24歳になった多崎浩介は、今年度初の出社日。
学生の頃と変わらず、小田急電鉄を使って藤沢駅にある実家から片瀬江ノ島駅に向かってる。
婚約者ができたので、一層仕事をがんばらなければいけないが、、、
今日から会社かぁ。。あ〜だるい。。
そんな気持ちだ。

…次は本鵠沼ー本鵠沼ーお出口は左側です...

あと二駅ー。。

…次は鵠沼海岸ー鵠沼海岸ーお出口は右側です...

あと一駅ー。。

と思っていた時、右肩がずっしりと重くなった。
横を見ると、同じ歳ぐらいの女性が
倒れて俺にもたれ掛かっていたのだ。
「大丈夫ですか?」
声をかけたが返事がない。
「大丈夫ですか?意識ありますか?」
返事がない。

…次は片瀬江ノ島ー片瀬江ノ島ーお出口は左側です...

駅に着いた。が、彼女は意識を取り戻さない。
人がどんどん降りていく。。。

これは大変だと思い、彼女を背負い駅に降りた。

誰も助けてもらえない。どうすればいいんだろう。

彼女のおでこに手を当てた。

凄く熱い。。

会社に遅刻してしまう。
でも、彼女は意識が無いほど凄い熱だ。

緊急事態だと思い、浩介は電車を折り返して、彼女を背負って自分の家に向かった。


自分の部屋のベットに寝かし、手当をしようとした時、
「ここどこ?」
彼女の声を初めて聞いた。
「片瀬江ノ島駅に向かう途中の電車で、
倒れていて意識がなく、凄い熱があったので俺の部屋に連れてきました。」
「そうだったのですか...それはそれはありがとうございます...」
「体調どうですか?」
「まだ風邪っぽい感じがします...」
「手当します。少し待っててください。」
急いで、救急箱を取って部屋に戻った。
「会社ありますよね?行かなきゃ...。」
彼女が言った。
「熱がある人を放って置けないですよ。」
「ホントに迷惑かけてすいません。。」
「名前聞いてもいいですか?」
「竹内夏菜です。」
なんか聞いたことある名前だった。
「私も名前聞いてもいいですか?」
「多崎浩介です。」
竹内さんがいきなりハッと驚いた顔をした。
「どっかであったことありますか?」
「ある気がします」
「もしかして、こうちゃん?」
こうちゃん...こうちゃん...こうちゃん...
嘘だろ?!?!
「夏菜?」
「はい!」
「こうちゃんにもう一度会えるなんて」
「夏菜にもう一度会えるなんて」
指輪を見た。
「夏菜、着けてくれたんだ」
「こうちゃんも」
「夏菜、ずっと会いたかった」
「私もだよ」
「好きだよ、ずっと」
「私も。でもこうちゃん、婚約者いるよね?」
「うん。

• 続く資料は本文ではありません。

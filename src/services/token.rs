//! Session token issuing and verification
//!
//! Tokens are HS256 JWTs carrying [`Claims`]. Verification is strict (no
//! leeway); the grace path decodes expired tokens while still checking the
//! signature.

use chrono::Utc;
use jsonwebtoken::{
    decode, encode, errors::ErrorKind, Algorithm, DecodingKey, EncodingKey, Header, Validation,
};

use crate::config::AuthConfig;
use crate::models::Claims;

/// Token errors
#[derive(Debug, thiserror::Error)]
pub enum TokenError {
    /// No usable signing secret is configured
    #[error("Token secret is not configured")]
    Configuration,

    #[error("Failed to sign token: {0}")]
    Signing(#[source] jsonwebtoken::errors::Error),

    /// Signature is valid but `exp` has passed
    #[error("Token has expired")]
    Expired,

    /// Malformed token or bad signature
    #[error("Invalid token: {0}")]
    Invalid(String),
}

/// HMAC keys derived from the configured secret.
#[derive(Clone)]
struct Keys {
    encoding: EncodingKey,
    decoding: DecodingKey,
}

/// Issues and verifies session tokens.
#[derive(Clone)]
pub struct TokenIssuer {
    keys: Option<Keys>,
    duration_secs: i64,
}

impl std::fmt::Debug for TokenIssuer {
    fn fmt(&self, f: &mut std::fmt::Formatter<'_>) -> std::fmt::Result {
        f.debug_struct("TokenIssuer")
            .field("keys", &self.keys.as_ref().map(|_| "[REDACTED]"))
            .field("duration_secs", &self.duration_secs)
            .finish()
    }
}

impl TokenIssuer {
    /// Create an issuer. An absent or empty secret leaves it unconfigured,
    /// and every operation then fails with [`TokenError::Configuration`].
    pub fn new(secret: Option<&str>, duration_secs: i64) -> Self {
        let keys = secret.filter(|s| !s.is_empty()).map(|s| Keys {
            encoding: EncodingKey::from_secret(s.as_bytes()),
            decoding: DecodingKey::from_secret(s.as_bytes()),
        });
        Self {
            keys,
            duration_secs,
        }
    }

    pub fn from_config(config: &AuthConfig) -> Self {
        Self::new(config.token_secret.as_deref(), config.token_duration_secs)
    }

    /// Lifetime of tokens produced by [`issue`](Self::issue)
    pub fn duration_secs(&self) -> i64 {
        self.duration_secs
    }

    /// Sign a token for `subject_id` with the configured lifetime.
    pub fn issue(&self, subject_id: i64) -> Result<String, TokenError> {
        self.issue_with_ttl(subject_id, self.duration_secs)
    }

    /// Sign a token that expires `ttl_secs` from now. A negative ttl gives an
    /// already expired token.
    pub fn issue_with_ttl(&self, subject_id: i64, ttl_secs: i64) -> Result<String, TokenError> {
        let keys = self.keys()?;
        let now = Utc::now().timestamp();
        let claims = Claims {
            id: subject_id,
            iat: now,
            exp: now + ttl_secs,
        };

        encode(&Header::new(Algorithm::HS256), &claims, &keys.encoding)
            .map_err(TokenError::Signing)
    }

    /// Verify signature and expiry.
    pub fn verify(&self, token: &str) -> Result<Claims, TokenError> {
        self.decode_with(token, true)
    }

    /// Verify the signature only, returning claims even when expired.
    pub fn decode_ignoring_expiry(&self, token: &str) -> Result<Claims, TokenError> {
        self.decode_with(token, false)
    }

    fn decode_with(&self, token: &str, validate_exp: bool) -> Result<Claims, TokenError> {
        let keys = self.keys()?;

        let mut validation = Validation::new(Algorithm::HS256);
        validation.leeway = 0;
        validation.validate_exp = validate_exp;
        if !validate_exp {
            validation.required_spec_claims.clear();
        }

        decode::<Claims>(token, &keys.decoding, &validation)
            .map(|data| data.claims)
            .map_err(|e| match e.kind() {
                ErrorKind::ExpiredSignature => TokenError::Expired,
                _ => TokenError::Invalid(e.to_string()),
            })
    }

    fn keys(&self) -> Result<&Keys, TokenError> {
        self.keys.as_ref().ok_or(TokenError::Configuration)
    }
}

#[cfg(test)]
mod tests {
    use super::*;

    fn issuer() -> TokenIssuer {
        TokenIssuer::new(Some("test-secret"), 86_400)
    }

    #[test]
    fn test_issue_and_verify() {
        let issuer = issuer();
        let token = issuer.issue(42).unwrap();
        let claims = issuer.verify(&token).unwrap();

        assert_eq!(claims.id, 42);
        assert_eq!(claims.exp - claims.iat, 86_400);
    }

    #[test]
    fn test_missing_secret_is_configuration_error() {
        for secret in [None, Some("")] {
            let issuer = TokenIssuer::new(secret, 60);
            assert!(matches!(issuer.issue(1), Err(TokenError::Configuration)));
            assert!(matches!(issuer.verify("x.y.z"), Err(TokenError::Configuration)));
        }
    }

    #[test]
    fn test_expired_token_reports_expiry() {
        let issuer = issuer();
        let token = issuer.issue_with_ttl(9, -5).unwrap();

        assert!(matches!(issuer.verify(&token), Err(TokenError::Expired)));
        let claims = issuer.decode_ignoring_expiry(&token).unwrap();
        assert_eq!(claims.id, 9);
    }

    #[test]
    fn test_wrong_secret_is_invalid_even_when_ignoring_expiry() {
        let token = issuer().issue(3).unwrap();
        let other = TokenIssuer::new(Some("another-secret"), 60);

        assert!(matches!(other.verify(&token), Err(TokenError::Invalid(_))));
        assert!(matches!(
            other.decode_ignoring_expiry(&token),
            Err(TokenError::Invalid(_))
        ));
    }

    #[test]
    fn test_garbage_is_invalid() {
        assert!(matches!(issuer().verify("not-a-token"), Err(TokenError::Invalid(_))));
    }

    #[test]
    fn test_debug_redacts_keys() {
        let rendered = format!("{:?}", issuer());
        assert!(rendered.contains("REDACTED"));
        assert!(!rendered.contains("test-secret"));
    }
}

親に無理やりお見合いさせられて、婚約した相手だけどね」
「その人とは結婚するの?」
「結婚したい人にもう一度恋をしちゃったから、その人には結婚、断るよ」
「そっか...」
「夏菜、俺夏菜にもう一度恋をした。俺と結婚してください」
「こうちゃん?」
「なに?」
「私今すっごく幸せだよ。私と結婚してください」
「はい。指輪ないけど...」
「10年前に貰ったよ」
「あれでいいの?」
「あれがいい」
「分かった。夏菜、一生隣にいて」
「一生隣にいるよ」


夏菜と浩介は結婚することになった。
僕は君に何度も恋をする。
夏菜、今でも俺は君に恋をしてるよ。